Yeah, I Left My Kids Alone In Target
We needed many, many things at Target. My list still included stain remover, a large bag of tortilla chips, grape jelly, and some day-glo cereal made with high fructose corn syrup and 1950s food science. My kids had already selected electric Baby Yoda toothbrushes. They’d picked their favorite unicorn sparkle toothpaste. We’d searched for #63 HP printer ink. My youngest clung to our cart’s side as we held our breath through the detergent aisles and I cursed about Spot-Shot. Their eye-rolling and muttering said they were done with my shopping agenda. So I told them to go look at LEGOs. They disappeared. I’d left my kids alone in Target.
I’d left my kids alone in Target and trusted them to walk unharmed across the store.
Someone call social services. I am clearly both incompetent and lazy.
Even worse, I do this all the time.
Never mind that my sons are 11, 10, and 8 years old. Never mind that on average, less than 350 kids a year are abducted by strangers in the United States, and these abductions generally take place as a child goes to or leaves school. There’s still massive stigma in leaving kids of their age alone in a public place while I continue my fruitless search for printer ink in peace.
These kids aren’t running up and down aisles. They aren’t pawing merchandise, shouting, fighting, or shoplifting. When I find them, they’re generally standing around like old men on a corner. But every time I send them wandering alone in Target, I have to warn them: “If anyone asks where I am, tell them in a firm voice that your mama said you’re allowed to be alone. If they ask if you’re lost, tell them no. If they tell you to come to customer service so they can page me, tell them no. If they keep it up, tell them they are harassing you. You have a right to be wherever you want in this store as long as you’re well-behaved.”
I do not say: “Don’t talk to strangers. Yell if someone grabs you.” No strangers are going to grab them. I don’t worry about child abduction.
I worry about so-called Good Samaritans. When I leave my kids alone in Target, I worry about you.
I worry that some nosy busy body will see them standing around unsupervised in the toy aisle, glance around for a parent, and ask, “Where’s your mother?” followed by a flip out. This isn’t an idle fear. It’s happened before.
This time, though, when I finished shopping and didn’t see my sons in the toy aisles, my heart hit my throat. Someone had harassed them. I’d left them alone in Target and some nosy do-gooder had dragged them to customer service. I raced to the book section. Maybe they were looking for the newest Dogman. No kids. Panic dropped down.
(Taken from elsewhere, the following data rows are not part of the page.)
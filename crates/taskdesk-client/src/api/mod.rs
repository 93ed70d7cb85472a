//! Per-resource API facades.
//!
//! Each facade method issues exactly one call through [`ApiClient`] and
//! decodes the result. Credential handling, refresh and retry live in the
//! pipeline, so every endpoint gets them without doing anything here.

mod auth;
mod chat;
mod notifications;
mod tasks;

use std::sync::Arc;

pub use auth::{AuthApi, LOGIN_PATH, LOGOUT_PATH};
pub use chat::{ChatApi, ChatMessage};
pub use notifications::{NotificationsApi, TelegramStatus};
pub use tasks::{NewTask, Task, TaskFilter, TaskPriority, TaskStats, TaskStatus, TaskUpdate, TasksApi};

use crate::config::ClientConfig;
use crate::credentials::CredentialStore;
use crate::error::ApiError;
use crate::pipeline::ApiClient;

/// Entry point bundling all facades over one shared [`ApiClient`].
#[derive(Clone)]
pub struct TaskdeskClient {
    client: ApiClient,
}

impl TaskdeskClient {
    pub fn new(config: ClientConfig, store: Arc<dyn CredentialStore>) -> Result<Self, ApiError> {
        Ok(Self::from_api_client(ApiClient::new(config, store)?))
    }

    pub fn from_api_client(client: ApiClient) -> Self {
        Self { client }
    }

    /// The underlying pipeline, for session state and event subscription.
    pub fn api(&self) -> &ApiClient {
        &self.client
    }

    pub fn auth(&self) -> AuthApi<'_> {
        AuthApi::new(&self.client)
    }

    pub fn tasks(&self) -> TasksApi<'_> {
        TasksApi::new(&self.client)
    }

    pub fn chat(&self) -> ChatApi<'_> {
        ChatApi::new(&self.client)
    }

    pub fn notifications(&self) -> NotificationsApi<'_> {
        NotificationsApi::new(&self.client)
    }
}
I went back to the toy aisles and called their names again. Hands in their pockets, they stood talking about Marvel LEGO. I’d just … missed them. They must have walked behind an aisle at just the right moment. I sighed heavily. My kids were okay. I was okay.
My fear isn’t unfounded. In 2017, a woman in New York was arrested for leaving her 10-year-old alone in the LEGO Store for two hours while she shopped elsewhere in the mall. Yes, two hours is excessive is different than what I was doing. But police said, “The child did not know where in the mall Mom was and had no way to get in touch with her.” It’s not like spell out exactly where I’ll be in Target at any given minute and leave my kids with a phone. The same article quotes the New York Office of Child and Family Services as saying, “Some children are responsible, intelligent, and independent enough to be left alone at 12 or 13 years of age.”
My kids deserve independence. At their ages, they shouldn’t stand around while I compare prices. So I tell them to look at LEGOs. Or books. Or Nintendo games. Last I checked, they didn’t make child leashes in a boy’s size 10. So I left my kids alone in Target. They survived. They continue to survive this ordeal every time I go to Target.
Luckily, no one’s called the police. I shouldn’t have to worry about that. But the world has changed. It’s not like it was when we were kids. People are different.
They aren’t more likely to abduct kids, but they’re more likely to call the cops on their parents.